In the past decade, research in the field of Spoken Dialogue Systems (SDS) has experienced increasing growth, and new applications include interactive mobile search, tutoring, and troubleshooting systems. The design and optimization of robust SDS for such tasks requires the development of dialogue strategies which can automatically adapt to different types of users and noise conditions. New statistical learning techniques are emerging for training and optimizing adaptive speech recognition, spoken language understanding, dialogue management, natural language generation, and speech synthesis in spoken dialogue systems. Among machine learning techniques for spoken dialogue strategy optimization, reinforcement learning using Markov Decision Processes (MDPs) and Partially Observable MDP (POMDPs) has become a particular focus.

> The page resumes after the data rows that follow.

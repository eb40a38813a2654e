use crate::error::AppError;

pub fn require_non_empty(field: &str, value: &str) -> Result<(), AppError> {
    if value.trim().is_empty() {
        return Err(AppError::Validation(format!("{field} cannot be empty")));
    }
    Ok(())
}

pub fn require_valid_id(field: &str, value: &str) -> Result<(), AppError> {
    if value.trim().is_empty() {
        return Err(AppError::Validation(format!("{field} must be a valid ID")));
    }
    Ok(())
}

/// Validate a value against a fixed vocabulary, with the allowed set in the
/// error message.
pub fn require_one_of(field: &str, value: &str, allowed: &[&str]) -> Result<(), AppError> {
    if !allowed.contains(&value) {
        return Err(AppError::Validation(format!(
            "Invalid {field} '{value}'. Must be one of: {}",
            allowed.join(", ")
        )));
    }
    Ok(())
}
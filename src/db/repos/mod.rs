pub mod checkins;
pub mod configs;
pub mod stats;
pub mod subjects;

The purpose of this special session is to provide an opportunity for the international research community to share ideas on these topics and to have constructive discussions in a single, focussed, special conference session.

Organisers: Oliver Lemon (olemon@inf.ed.ac.uk), Edinburgh University, and Olivier Pietquin (olivier.pietquin@supelec.fr), Supélec - IMS Research Group

New Approaches to Modeling Variability for Automatic Speech Recognition

Despite great strides in the development of automatic speech recognition (ASR) technology, our community is still far from achieving its holy grail: an ASR system with performance comparable to humans in automatically transcribing unrestricted conversational speech, spoken by many speakers and in adverse acoustic environments. Many of the difficulties faced by ASR models are due to the high degree of variation in the acoustic waveforms associated with a given phonetic unit measured across different segmental and prosodic contexts. Such variation has both deterministic origins (intersegmental coarticulation; prosodic juncture and accent) and stochastic origins (token-to-token variability for utterances with the same segmental and prosodic structure). Current ASR systems successfully model acoustic variation that is due to adjacent phone context, but variation due to other sources, including prosodic context, speech rate, and speaker, is not adequately treated. The goal of this special session is to bring together researchers who are exploring alternative approaches to state-of-the-art ASR methodologies. Of special interest are new approaches that model variation in the speech signal at multiple levels, from both linguistic and extra-linguistic sources. In particular, we encourage the participation of those who are attempting to incorporate the insights that the field has gained over the past several decades from acoustic phonetics, speech production, speech perception, prosody, lexical access, natural language processing and pattern recognition to the problem of developing models of speech recognition that are robust to the full variability of speech.

Organisers: Carol Espy-Wilson (espy@umd.edu), Jennifer Cole (jscole@illinois.edu), Abeer Alwan, Louis Goldstein, Mary Harper, Elliot Saltzman, & Mark Hasegawa-Johnson.

Silent Speech Interfaces

A Silent Speech Interface (SSI) is an electronic system enabling speech communication to take place without the necessity of emitting an audible acoustic signal. By acquiring sensor data from elements of the human speech production process – from the articulators, their neural pathways, or the brain itself – an SSI produces a digital representation of speech which can synthesized directly, interpreted as data, or routed into a communications network. Due to this novel approach Silent Speech Interfaces have the potential to overcome the major limitations of traditional speech interfaces today, i.e. (a) limited robustness in the presence of ambient noise; (b) lack of secure transmission of private and confidential information; and (c) disturbance of bystanders created by audibly spoken speech in quiet environments; while at the same time retaining speech as the most natural human communication modality. The special session intends to bring together researchers in the areas of human articulation, speech and language technologies, data acquisition and signal processing, as well as in human interface design, software engineering and systems integration. Its goal is to promote the exchange of ideas on current SSI challenges and to discuss solutions, by highlighting, for each of the technological approaches presented, its range of applications, key advantages, potential drawbacks, and current state of development.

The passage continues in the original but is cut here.